The Downtown Hope Center in Anchorage, Alaska, is heading back to court in an attempt to stop city officials from using an ordinance to force the faith-based women’s shelter to admit trans-identifying biological males for overnight stays.

This is the second time the Downtown Hope Center has filed suit against the city of Anchorage. In February 2018, the shelter referred a man, who was both inebriated and injured, to the hospital—and even paid for his taxi ride. Later, the man filed a complaint with the Anchorage Equal Rights Commission alleging that the center had refused to allow him to stay there overnight because he identified as transgender. 

The city pursued the case, with the Downtown Hope Center filing a counter lawsuit against the city of Anchorage in federal court. In 2019, the federal court eventually sided with the shelter.
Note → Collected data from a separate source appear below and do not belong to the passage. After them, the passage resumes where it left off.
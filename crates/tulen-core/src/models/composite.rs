// ABOUTME: Composite multi-platform result assembled from per-platform outcomes
// ABOUTME: Failed platforms carry a null envelope plus an error entry and are excluded from aggregates
//
// SPDX-License-Identifier: MIT OR Apache-2.0
// Copyright (c) 2025 Pierre Fitness Intelligence

use std::collections::BTreeMap;

use chrono::{DateTime, Utc};
use serde::{Deserialize, Serialize};

use super::metrics::{DerivedMetrics, MetricTotals, MetricsEnvelope};
use super::{DateRange, Platform};
use crate::errors::{AuthFailure, ErrorKind, PlatformError, PlatformResult};

/// Error entry for one platform
#[derive(Debug, Clone, PartialEq, Eq, Serialize, Deserialize)]
#[serde(rename_all = "camelCase")]
pub struct PlatformFailure {
    /// Failed platform
    pub platform: Platform,
    /// Error discriminant
    pub error_kind: ErrorKind,
    /// Auth reason code, for auth failures
    #[serde(default, skip_serializing_if = "Option::is_none")]
    pub reason: Option<AuthFailure>,
    /// Human-readable message
    pub message: String,
}

impl PlatformFailure {
    /// Entry for `error` attributed to `platform`
    #[must_use]
    pub fn from_error(platform: Platform, error: &PlatformError) -> Self {
        Self {
            platform,
            error_kind: error.kind(),
            reason: error.auth_reason(),
            message: error.to_string(),
        }
    }
}

/// Totals and ratios across the platforms that returned data
#[derive(Debug, Clone, Default, PartialEq, Serialize, Deserialize)]
#[serde(rename_all = "camelCase")]
pub struct AggregateMetrics {
    /// Summed counters
    #[serde(flatten)]
    pub totals: MetricTotals,
    /// Ratios over the summed counters
    pub derived: DerivedMetrics,
    /// Platforms whose envelopes contributed
    pub platforms: Vec<Platform>,
    /// Summed previous-period counters, when every contributor carried one
    #[serde(default, skip_serializing_if = "Option::is_none")]
    pub previous_period: Option<MetricTotals>,
}

impl AggregateMetrics {
    /// Sum the given envelopes; absent platforms simply do not contribute
    #[must_use]
    pub fn from_envelopes<'a>(envelopes: impl IntoIterator<Item = &'a MetricsEnvelope>) -> Self {
        let mut totals = MetricTotals::default();
        let mut previous = Some(MetricTotals::default());
        let mut platforms = Vec::new();
        for envelope in envelopes {
            totals += envelope.totals;
            previous = match (previous, envelope.previous_period.as_deref()) {
                (Some(mut sum), Some(prev)) => {
                    sum += prev.totals;
                    Some(sum)
                }
                _ => None,
            };
            platforms.push(envelope.platform);
        }
        if platforms.is_empty() {
            previous = None;
        }
        Self {
            derived: totals.derive(),
            totals,
            platforms,
            previous_period: previous,
        }
    }
}

/// Merged response for one dashboard request
///
/// Constructed once by [`CompositeResult::assemble`] and read-only afterwards.
#[derive(Debug, Clone, PartialEq, Serialize, Deserialize)]
#[serde(rename_all = "camelCase")]
pub struct CompositeResult {
    client_id: String,
    date_range: DateRange,
    per_platform: BTreeMap<Platform, Option<MetricsEnvelope>>,
    errors: Vec<PlatformFailure>,
    combined: AggregateMetrics,
    generated_at: DateTime<Utc>,
}

impl CompositeResult {
    /// Build from settled per-platform outcomes
    ///
    /// Every outcome gets a `per_platform` entry: the envelope on success,
    /// `None` plus an error entry on failure.
    #[must_use]
    pub fn assemble(
        client_id: impl Into<String>,
        date_range: DateRange,
        outcomes: Vec<(Platform, PlatformResult<MetricsEnvelope>)>,
    ) -> Self {
        let mut per_platform = BTreeMap::new();
        let mut errors = Vec::new();
        for (platform, outcome) in outcomes {
            match outcome {
                Ok(envelope) => {
                    per_platform.insert(platform, Some(envelope));
                }
                Err(error) => {
                    errors.push(PlatformFailure::from_error(platform, &error));
                    per_platform.insert(platform, None);
                }
            }
        }
        errors.sort_by_key(|failure| failure.platform);
        let combined = AggregateMetrics::from_envelopes(per_platform.values().flatten());
        Self {
            client_id: client_id.into(),
            date_range,
            per_platform,
            errors,
            combined,
            generated_at: Utc::now(),
        }
    }

    /// Client the result was built for
    #[must_use]
    pub fn client_id(&self) -> &str {
        &self.client_id
    }

    /// Requested range
    #[must_use]
    pub const fn date_range(&self) -> DateRange {
        self.date_range
    }

    /// Envelope or `None` for every attempted platform
    #[must_use]
    pub const fn per_platform(&self) -> &BTreeMap<Platform, Option<MetricsEnvelope>> {
        &self.per_platform
    }

    /// Envelope for `platform`, when it was fetched successfully
    #[must_use]
    pub fn envelope(&self, platform: Platform) -> Option<&MetricsEnvelope> {
        self.per_platform.get(&platform).and_then(Option::as_ref)
    }

    /// Per-platform error entries
    #[must_use]
    pub fn errors(&self) -> &[PlatformFailure] {
        &self.errors
    }

    /// Error entry for `platform`
    #[must_use]
    pub fn error_for(&self, platform: Platform) -> Option<&PlatformFailure> {
        self.errors.iter().find(|failure| failure.platform == platform)
    }

    /// Aggregate across successful platforms
    #[must_use]
    pub const fn combined(&self) -> &AggregateMetrics {
        &self.combined
    }

    /// Assembly time
    #[must_use]
    pub const fn generated_at(&self) -> DateTime<Utc> {
        self.generated_at
    }

    /// Whether at least one platform failed
    #[must_use]
    pub fn is_partial(&self) -> bool {
        !self.errors.is_empty()
    }
}

#[cfg(test)]
mod tests {
    use super::*;

    fn envelope(platform: Platform, spend: f64, leads: u64) -> MetricsEnvelope {
        MetricsEnvelope::new(
            platform,
            "acct",
            DateRange::parse("2024-01-01", "2024-01-31").unwrap(),
            MetricTotals {
                impressions: 1000,
                clicks: 50,
                spend,
                leads,
                conversions: 1,
            },
        )
    }

    #[test]
    fn failed_platforms_are_excluded_from_aggregate() {
        let range = DateRange::parse("2024-01-01", "2024-01-31").unwrap();
        let result = CompositeResult::assemble(
            "venue-1",
            range,
            vec![
                (Platform::Facebook, Err(PlatformError::not_connected(Platform::Facebook))),
                (Platform::GoogleAds, Ok(envelope(Platform::GoogleAds, 100.0, 4))),
                (Platform::GoHighLevel, Ok(envelope(Platform::GoHighLevel, 0.0, 6))),
            ],
        );

        assert!(result.envelope(Platform::Facebook).is_none());
        assert!(result.per_platform().contains_key(&Platform::Facebook));
        assert_eq!(result.errors().len(), 1);
        assert_eq!(result.errors()[0].error_kind, ErrorKind::Auth);
        assert_eq!(result.errors()[0].reason, Some(AuthFailure::NotConnected));

        let combined = result.combined();
        assert_eq!(combined.totals.leads, 10);
        assert_eq!(combined.totals.impressions, 2000);
        assert!((combined.derived.cost_per_lead - 10.0).abs() < 1e-9);
        assert_eq!(combined.platforms, vec![Platform::GoogleAds, Platform::GoHighLevel]);
        assert!(result.is_partial());
    }

    #[test]
    fn empty_result_has_zero_ratios() {
        let range = DateRange::parse("2024-01-01", "2024-01-02").unwrap();
        let result = CompositeResult::assemble("venue-1", range, Vec::new());
        assert!((result.combined().derived.ctr - 0.0).abs() < f64::EPSILON);
        assert!(result.combined().previous_period.is_none());
    }

    #[test]
    fn serializes_null_for_failed_platform() {
        let range = DateRange::parse("2024-01-01", "2024-01-31").unwrap();
        let result = CompositeResult::assemble(
            "venue-1",
            range,
            vec![(
                Platform::GoogleSheets,
                Err(PlatformError::network(Platform::GoogleSheets, "timed out")),
            )],
        );
        let json = serde_json::to_value(&result).unwrap();
        assert!(json["perPlatform"]["google_sheets"].is_null());
        assert_eq!(json["errors"][0]["errorKind"], "network");
    }
}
In that case, Alliance Defending Freedom (ADF) attorneys representing the shelter had argued that its ministry is not a public accommodation, and therefore, has the legal right to set policies on who can and cannot stay in its facility. 

The federal court agreed, issuing a temporary order that the Downtown Hope Center did not violate Anchorage’s public accommodation law and would be free to deny biological men access to its facilities when it comes to overnight stays. 

On Sept. 30, 2019, the city agreed to drop the complaint, making the court’s ruling permanent. But in May this year, the Anchorage Assembly removed the provision that the court in 2018 interpreted as exempting homeless shelters from the city’s anti-discrimination law. The Assembly also redefined public accommodation to include homeless shelters.

ADF lawyers believe that the law’s amended language is just another attempt to find a new way to force the Downtown Hope Center to let biological males sleep next to abused and trafficked women.

“Downtown Hope Center serves everyone, and its overnight women’s shelter exists to provide a safe place for women, many of whom have suffered due to sex trafficking, rape or domestic violence at the hands of men,” said ADF Senior Counsel Kate Anderson

“Women deserve a place to sleep where they can feel secure,” she continued. “City officials have no business trying to force the center to violate its beliefs by demanding that the shelter allow biological men to sleep mere feet from vulnerable women. This is the second attempt by the city to force Downtown Hope Center to violate its religious beliefs to the detriment of the women it serves.”